Stored data:
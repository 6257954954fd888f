use super::{read_query_tokens, replace_query_tokens, AnchorRule, Descriptor, Site, SiteAdapter};
use crate::dates::{current_week, DateRange, NormalizedDate};
use crate::dom::Dom;
use crate::errors::WeekSearchError;
use crate::query::{delete_param, get_param, set_param};
use regex::Regex;
use std::sync::LazyLock;
use tracing::debug;
use url::Url;

const QUERY_PARAM: &str = "search_query";
const FILTER_PARAM: &str = "sp";
const FILTER_TOKEN_PREFIX: &str = "CAI";
const ACTIVE_FILTER_CHIPS: [&str; 2] = ["Last hour", "Today"];

static DESCRIPTOR: Descriptor = Descriptor {
    site: Site::YouTube,
    display_name: "YouTube",
    search_form_selector: "ytd-searchbox form, form#search-form",
    search_button_selector: r#"button#search-icon-legacy, button[aria-label="Search"]"#,
    accent_color: "#ff0000",
    icon_size: "24px",
    settle_delay_ms: 2000,
    anchor_rule: AnchorRule::BeforeSubmit,
};

static DATE_TOKENS: LazyLock<Regex> = LazyLock::new(|| {
    Regex::new(r"\s*(?:after|before):\d{4}-\d{2}-\d{2}").expect("date token regex should compile")
});
static AFTER_TOKEN: LazyLock<Regex> = LazyLock::new(|| {
    Regex::new(r"after:(\d{4}-\d{2}-\d{2})").expect("after token regex should compile")
});
static BEFORE_TOKEN: LazyLock<Regex> = LazyLock::new(|| {
    Regex::new(r"before:(\d{4}-\d{2}-\d{2})").expect("before token regex should compile")
});

#[derive(Debug, Clone, Copy, Default)]
pub struct YouTubeAdapter;

impl YouTubeAdapter {
    /// Best effort: may miss an active native filter, never decodes its dates.
    fn native_filter_active(&self, url: &Url, page: &dyn Dom) -> bool {
        let token_hint = get_param(url, FILTER_PARAM)
            .is_some_and(|sp| sp.contains(FILTER_TOKEN_PREFIX));
        if token_hint {
            return true;
        }
        page.query_all("ytd-search-filter-renderer yt-formatted-string")
            .into_iter()
            .any(|chip| ACTIVE_FILTER_CHIPS.contains(&page.text_content(chip).trim()))
    }
}

impl SiteAdapter for YouTubeAdapter {
    fn descriptor(&self) -> &'static Descriptor {
        &DESCRIPTOR
    }

    fn matches(&self, host: &str, path: &str) -> bool {
        host.contains("youtube") && path == "/results"
    }

    fn format_for_wire(&self, date: NormalizedDate) -> String {
        date.to_string()
    }

    fn parse_from_wire(&self, value: &str) -> Result<NormalizedDate, WeekSearchError> {
        value.parse()
    }

    fn read_existing_range(
        &self,
        url: &Url,
        page: &dyn Dom,
        today: NormalizedDate,
    ) -> Result<Option<DateRange>, WeekSearchError> {
        if let Some(query) = get_param(url, QUERY_PARAM) {
            if let Some(range) = read_query_tokens(&query, &AFTER_TOKEN, &BEFORE_TOKEN, QUERY_PARAM)? {
                return Ok(Some(range));
            }
        }
        if self.native_filter_active(url, page) {
            debug!("youtube date filter looks active; assuming the current week");
            return Ok(Some(current_week(today)));
        }
        Ok(None)
    }

    fn write_range(&self, url: &Url, range: DateRange) -> Url {
        let query = get_param(url, QUERY_PARAM).unwrap_or_default();
        let tokens = format!(
            "after:{} before:{}",
            self.format_for_wire(range.start),
            self.format_for_wire(range.end)
        );
        let rewritten = replace_query_tokens(&query, &DATE_TOKENS, &tokens);
        set_param(&delete_param(url, FILTER_PARAM), QUERY_PARAM, &rewritten)
    }
}

#[cfg(test)]
mod tests {
    use super::*;
    use crate::dom::MemoryDom;

    fn date(y: i32, m: u32, d: u32) -> NormalizedDate {
        NormalizedDate::from_ymd(y, m, d).unwrap()
    }

    fn read(url: &Url, page: &MemoryDom) -> Option<DateRange> {
        YouTubeAdapter
            .read_existing_range(url, page, date(2024, 1, 10))
            .unwrap()
    }

    #[test]
    fn write_appends_operators_and_drops_native_filter() {
        let url = Url::parse(
            "https://www.youtube.com/results?search_query=rust+after:2023-01-01&sp=EgIIAw%3D%3D",
        )
        .unwrap();
        let written =
            YouTubeAdapter.write_range(&url, DateRange::new(date(2024, 1, 7), date(2024, 1, 13)));
        assert_eq!(
            get_param(&written, "search_query").as_deref(),
            Some("rust after:2024-01-07 before:2024-01-13")
        );
        assert_eq!(get_param(&written, "sp"), None);
    }

    #[test]
    fn native_token_prefix_guesses_current_week() {
        let url = Url::parse("https://www.youtube.com/results?search_query=rust&sp=CAISBAgCEAE%3D").unwrap();
        let page = MemoryDom::new(url.clone());
        assert_eq!(read(&url, &page), Some(current_week(date(2024, 1, 10))));
    }

    #[test]
    fn filter_chip_text_guesses_current_week() {
        let url = Url::parse("https://www.youtube.com/results?search_query=rust").unwrap();
        let mut page = MemoryDom::new(url.clone());
        let body = page.body();
        let renderer = page.element(body, "ytd-search-filter-renderer", &[]);
        let chip = page.element(renderer, "yt-formatted-string", &[]);
        page.set_text(chip, " Today ");
        assert_eq!(read(&url, &page), Some(current_week(date(2024, 1, 10))));
    }

    #[test]
    fn plain_search_has_no_range() {
        let url = Url::parse("https://www.youtube.com/results?search_query=rust&sp=EgIQAQ%3D%3D").unwrap();
        let page = MemoryDom::new(url.clone());
        assert_eq!(read(&url, &page), None);
    }

    #[test]
    fn detects_results_page_only() {
        assert!(YouTubeAdapter.matches("www.youtube.com", "/results"));
        assert!(!YouTubeAdapter.matches("www.youtube.com", "/watch"));
    }
}
use crate::config::Config;
use crate::dates::NormalizedDate;
use crate::dom::{Dom, NodeId};
use crate::errors::WeekSearchError;
use crate::injection::{remove_icon, InjectionController, InjectionOutcome, ICON_SELECTOR};
use crate::navigation::NavigationWatcher;
use crate::picker::{
    remove_picker, Field, FadeTicket, PickerController, APPLY_ID, CURRENT_WEEK_ID, END_INPUT_ID,
    NEXT_WEEK_ID, PICKER_SELECTOR, PREV_WEEK_ID, START_INPUT_ID,
};
use crate::sites::{self, Site};
use std::time::Duration;
use tracing::{debug, info, warn};
use url::Url;

#[derive(Debug, Clone, PartialEq)]
pub enum HostEvent {
    DomMutated,
    PopState,
    Click { target: NodeId },
    Input { target: NodeId, value: String },
}

#[derive(Debug, Clone, PartialEq)]
pub enum Command {
    Boot,
    Host(HostEvent),
    SettleElapsed { generation: u64 },
    AnchorRetryDue { generation: u64, site: Site },
    FadeOutDue { generation: u64, ticket: u64 },
}

#[derive(Debug, Clone, PartialEq)]
pub struct Scheduled {
    pub delay: Duration,
    pub command: Command,
}

#[derive(Debug, Default, PartialEq)]
pub struct Reaction {
    pub scheduled: Vec<Scheduled>,
    pub notices: Vec<WeekSearchError>,
    pub navigated: Option<Url>,
}

impl Reaction {
    fn schedule(&mut self, delay: Duration, command: Command) {
        self.scheduled.push(Scheduled { delay, command });
    }
}

#[derive(Debug)]
struct PageState {
    injection: InjectionController,
    picker: PickerController,
}

pub struct Session {
    config: Config,
    today: Box<dyn Fn() -> NormalizedDate>,
    watcher: NavigationWatcher,
    generation: u64,
    site: Option<Site>,
    page: Option<PageState>,
}

impl Session {
    pub fn new(config: Config) -> Self {
        Self::with_clock(config, NormalizedDate::today)
    }

    pub fn with_clock(config: Config, today: impl Fn() -> NormalizedDate + 'static) -> Self {
        Self {
            config,
            today: Box::new(today),
            watcher: NavigationWatcher::new(),
            generation: 0,
            site: None,
            page: None,
        }
    }

    pub fn site(&self) -> Option<Site> {
        self.site
    }

    pub fn generation(&self) -> u64 {
        self.generation
    }

    pub fn is_dormant(&self) -> bool {
        self.site.is_none()
    }

    pub fn injection_attempts(&self) -> Option<u32> {
        self.page.as_ref().map(|page| page.injection.attempts())
    }

    pub fn picker(&self) -> Option<&PickerController> {
        self.page.as_ref().map(|page| &page.picker)
    }

    pub fn dispatch(&mut self, dom: &mut dyn Dom, command: Command) -> Reaction {
        let mut reaction = Reaction::default();
        match command {
            Command::Boot => self.boot(dom, &mut reaction),
            Command::Host(HostEvent::DomMutated | HostEvent::PopState) => {
                self.check_navigation(dom, &mut reaction)
            }
            Command::Host(HostEvent::Click { target }) => self.on_click(dom, target, &mut reaction),
            Command::Host(HostEvent::Input { target, value }) => self.on_input(dom, target, &value),
            Command::SettleElapsed { generation } => {
                self.initialize(dom, generation, &mut reaction)
            }
            Command::AnchorRetryDue { generation, site } => {
                self.retry_anchor(dom, generation, site, &mut reaction)
            }
            Command::FadeOutDue { generation, ticket } => {
                if generation == self.generation {
                    if let Some(page) = self.page.as_mut() {
                        page.picker.finish_fade(dom, ticket);
                    }
                }
            }
        }
        reaction
    }

    fn boot(&mut self, dom: &mut dyn Dom, reaction: &mut Reaction) {
        let location = dom.location();
        self.watcher.prime(&location);
        match sites::lookup(&location) {
            Ok(site) => {
                let delay = self.config.settle_delay(Some(site));
                self.begin_generation(site, delay, reaction);
            }
            Err(err) => debug!("{err}; staying dormant"),
        }
    }

    fn check_navigation(&mut self, dom: &mut dyn Dom, reaction: &mut Reaction) {
        let location = dom.location();
        if !self.watcher.observe(&location) {
            return;
        }
        self.teardown(dom);
        match sites::detect(&location) {
            Some(site) => {
                info!("url changed to a {site} page, reinitializing");
                let delay = self.config.navigation_settle();
                self.begin_generation(site, delay, reaction);
            }
            None => {
                info!("url changed to an unsupported page, going dormant");
                self.generation += 1;
                self.site = None;
            }
        }
    }

    fn begin_generation(&mut self, site: Site, delay: Duration, reaction: &mut Reaction) {
        self.generation += 1;
        self.site = Some(site);
        info!("delaying initialization for {}ms on {site}", delay.as_millis());
        reaction.schedule(
            delay,
            Command::SettleElapsed {
                generation: self.generation,
            },
        );
    }

    fn teardown(&mut self, dom: &mut dyn Dom) {
        remove_icon(dom);
        remove_picker(dom);
        self.page = None;
    }

    fn initialize(&mut self, dom: &mut dyn Dom, generation: u64, reaction: &mut Reaction) {
        let Some(site) = self.site.filter(|_| generation == self.generation) else {
            debug!("dropping stale initialization for generation {generation}");
            return;
        };
        self.teardown(dom);

        let mut injection = InjectionController::new(site, &self.config);
        let outcome = injection.attempt(dom);
        let mut picker = PickerController::new(site, &self.config);
        picker.mount(dom);
        picker.load_existing(dom, (self.today)());

        if let InjectionOutcome::RetryIn { delay, .. } = outcome {
            reaction.schedule(delay, Command::AnchorRetryDue { generation, site });
        }
        self.page = Some(PageState { injection, picker });
    }

    fn retry_anchor(&mut self, dom: &mut dyn Dom, generation: u64, site: Site, reaction: &mut Reaction) {
        let current = generation == self.generation && self.site == Some(site);
        let Some(page) = self.page.as_mut().filter(|page| current && page.injection.site() == site)
        else {
            debug!("dropping stale retry for {site} (generation {generation})");
            return;
        };
        match page.injection.attempt(dom) {
            InjectionOutcome::Injected => page.picker.refresh_icon(dom),
            InjectionOutcome::RetryIn { delay, .. } => {
                reaction.schedule(delay, Command::AnchorRetryDue { generation, site })
            }
            InjectionOutcome::GaveUp { .. } => {}
        }
    }

    fn on_click(&mut self, dom: &mut dyn Dom, target: NodeId, reaction: &mut Reaction) {
        let generation = self.generation;
        let today = (self.today)();
        let Some(page) = self.page.as_mut() else {
            return;
        };
        let picker = &mut page.picker;
        let hit = |selector: &str| dom.closest(target, selector).is_some();

        if hit(ICON_SELECTOR) {
            let ticket = picker.toggle(dom);
            schedule_fade(reaction, generation, ticket);
            return;
        }
        if picker.is_visible() && !hit(PICKER_SELECTOR) {
            let ticket = picker.hide(dom);
            schedule_fade(reaction, generation, ticket);
            return;
        }

        if hit(&format!("#{APPLY_ID}")) {
            let location = dom.location();
            let applied = picker.apply(&location);
            let ticket = picker.hide(dom);
            schedule_fade(reaction, generation, ticket);
            match applied {
                Ok(url) => {
                    info!("navigating to {url}");
                    dom.navigate(url.clone());
                    reaction.navigated = Some(url);
                }
                Err(err) if err.is_user_facing() => {
                    warn!("{err}");
                    reaction.notices.push(err);
                }
                Err(err) => debug!("apply aborted: {err}"),
            }
        } else if hit(&format!("#{CURRENT_WEEK_ID}")) {
            picker.select_current_week(dom, today);
        } else if hit(&format!("#{PREV_WEEK_ID}")) {
            picker.shift_weeks(dom, -1, today);
        } else if hit(&format!("#{NEXT_WEEK_ID}")) {
            picker.shift_weeks(dom, 1, today);
        }
    }

    fn on_input(&mut self, dom: &mut dyn Dom, target: NodeId, value: &str) {
        let Some(page) = self.page.as_mut() else {
            return;
        };
        match dom.attribute(target, "id").as_deref() {
            Some(START_INPUT_ID) => page.picker.edit(Field::Start, value),
            Some(END_INPUT_ID) => page.picker.edit(Field::End, value),
            _ => {}
        }
    }
}

fn schedule_fade(reaction: &mut Reaction, generation: u64, ticket: Option<FadeTicket>) {
    if let Some(ticket) = ticket {
        reaction.schedule(
            ticket.delay,
            Command::FadeOutDue {
                generation,
                ticket: ticket.id,
            },
        );
    }
}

WHAT THIS TASK INVOLVES »
Copy each line above where "MemoryDom" appears.

FINISHED TASK »
    use crate::dom::MemoryDom;
    fn read(url: &Url, page: &MemoryDom) -> Option<DateRange> {
        let page = MemoryDom::new(url.clone());
        let mut page = MemoryDom::new(url.clone());
        let page = MemoryDom::new(url.clone());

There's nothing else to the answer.